Among chronic pain patients, dependent upon the research study, between 50% and 90% of the patients report sleep problems, sleep deprivation, insomnia, restlessness, nightmares and other complaints. Some of this is naturally emerging due to the impact of pain upon the sleep cycle.
Equally as often, the use of narcotics for pain creates poor sleep architecture, and the sleep is not restful. Also, some patients must sleep in a recliner, on the sofa to avoid disturbing others and some even report being propped up in bed, making sleep quite difficult.
However, there is also a body of research that indicates that excessive sleep also results in increased pain. Chronic pain patients report up to 80% increase in pain when receiving less than 3 hours sleep, but those who sleep more than 11 hours report an even more substantial increase in pain. This is due to the probable nature of those 11 hours of sleep which are most often disrupted, disturbed, fragmented or overly light in nature.
Logically, patients who use narcotics to promote sleep may also arrange their bodies in unnatural positions during sleep, such that pain from poor positioning disturbs their rest.

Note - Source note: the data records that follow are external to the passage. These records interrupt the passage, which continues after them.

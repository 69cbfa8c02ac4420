//! Time-reversal valuation engine
//!
//! Walks the full set of timestamped updates (operation reversals and
//! price observations) from the newest timestamp down to the oldest,
//! re-deriving the portfolio and price state at each step and valuing it.
//! Among the steps whose timestamp falls inside the tax year, the one with
//! the greatest aggregate value becomes the answer.
//!
//! The walk is a single sequential fold: each step clones the previous
//! step's state, so earlier snapshots stay intact for the trace.

use std::collections::BTreeMap;

use chrono::{DateTime, Datelike, Utc};
use num_traits::Zero;
use tracing::debug;

use crate::error::{EvalError, Result};
use crate::num::{format_rational, Rational};
use crate::ops::{Operation, Update};
use crate::portfolio::{Portfolio, PriceTable};
use crate::rates::ExchangeRateTable;
use crate::valuation;

/// Price observation from one historical candle.
#[derive(Debug, Clone)]
pub struct Candle {
    pub asset_uid: String,
    pub date: DateTime<Utc>,
    pub price: Rational,
    pub currency: String,
}

/// All updates to replay, grouped by timestamp. Updates sharing a
/// timestamp are applied as one batch; intra-batch order carries no
/// guarantee (accepted approximation noise when a trade and a candle for
/// the same asset coincide).
#[derive(Debug, Clone, Default)]
pub struct UpdateSchedule {
    by_time: BTreeMap<DateTime<Utc>, Vec<Update>>,
}

impl UpdateSchedule {
    pub fn new() -> Self {
        Self::default()
    }

    /// Interpret every operation and candle into the full update set.
    /// Fails before any replay happens if an operation type is unknown.
    pub fn build(operations: &[Operation], candles: &[Candle]) -> Result<Self> {
        let mut schedule = Self::new();
        for op in operations {
            schedule.push(op.date, Update::from_operation(op)?);
        }
        for candle in candles {
            schedule.push(
                candle.date,
                Update::SetPrice {
                    asset_uid: candle.asset_uid.clone(),
                    price: candle.price.clone(),
                    currency: candle.currency.clone(),
                },
            );
        }
        Ok(schedule)
    }

    pub fn push(&mut self, at: DateTime<Utc>, update: Update) {
        self.by_time.entry(at).or_default().push(update);
    }

    /// Number of distinct timestamps.
    pub fn len(&self) -> usize {
        self.by_time.len()
    }

    pub fn is_empty(&self) -> bool {
        self.by_time.is_empty()
    }
}

/// One evaluated point of the backward walk, kept for observability.
#[derive(Debug, Clone)]
pub struct Step {
    pub date: DateTime<Utc>,
    pub portfolio: Portfolio,
    pub cost: Portfolio,
    pub aggregate: Rational,
}

/// The in-year step with the greatest aggregate value.
#[derive(Debug, Clone)]
pub struct Candidate {
    pub date: DateTime<Utc>,
    pub portfolio: Portfolio,
    pub prices: PriceTable,
    pub cost: Portfolio,
    pub aggregate: Rational,
}

/// Replay result: the best candidate plus the full step trace. Callers
/// may log or discard the trace; it carries no control-flow significance.
#[derive(Debug)]
pub struct ReplayOutcome {
    pub best: Candidate,
    pub trace: Vec<Step>,
}

/// Walk the schedule backward from the current state and return the peak
/// in-year valuation.
///
/// Acceptance requires strict improvement over the running best (which
/// starts at zero), so on ties the more recent step wins. A walk that
/// retains no candidate is a configuration mismatch (wrong tax year or
/// empty history) and fails with `NoEligibleCandidate`.
pub fn replay(
    portfolio: Portfolio,
    prices: PriceTable,
    schedule: &UpdateSchedule,
    rates: &ExchangeRateTable,
    tax_year: i32,
) -> Result<ReplayOutcome> {
    let mut portfolio = portfolio;
    let mut prices = prices;
    let mut best: Option<Candidate> = None;
    let mut best_aggregate = Rational::zero();
    let mut trace = Vec::with_capacity(schedule.len());

    debug!(tax_year, steps = schedule.len(), "going back in time");
    for (date, batch) in schedule.by_time.iter().rev() {
        let mut next_portfolio = portfolio.clone();
        let mut next_prices = prices.clone();
        for update in batch {
            update.apply(&mut next_portfolio, &mut next_prices);
        }
        portfolio = next_portfolio;
        prices = next_prices;

        let (cost, aggregate) = valuation::value(&portfolio, &prices, rates)?;
        debug!(
            at = %date,
            positions = portfolio.len(),
            aggregate = %format_rational(&aggregate, 2),
            "replayed step"
        );
        trace.push(Step {
            date: *date,
            portfolio: portfolio.clone(),
            cost: cost.clone(),
            aggregate: aggregate.clone(),
        });

        if date.year() != tax_year {
            continue;
        }
        if aggregate > best_aggregate {
            debug!(at = %date, "new best aggregate");
            best_aggregate = aggregate.clone();
            best = Some(Candidate {
                date: *date,
                portfolio: portfolio.clone(),
                prices: prices.clone(),
                cost,
                aggregate,
            });
        }
    }

    let best = best.ok_or(EvalError::NoEligibleCandidate(tax_year))?;
    Ok(ReplayOutcome { best, trace })
}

Thus, asking a patient if s/he gets enough sleep will not tell you the extent of the interplay between their sleep and their pain. It is crucial to obtain details of duration and precise nature of sleep. Also, the concept of napping is quite problematic since sleep deprived patients will supplement with multiple naps during the day. This decreases the need for sleep the following evening, complicating their capacity to normalize their sleep.
For our chronic pain patients, therefore, it is important to both gain complete sleep data and be prepared to explain to the patient the role of sleep and aspects of effective sleep hygiene. Few patients have appropriate sleep hygiene and will watch television, read and even snack in bed, rather than using the bed for the targeted purpose of sleep.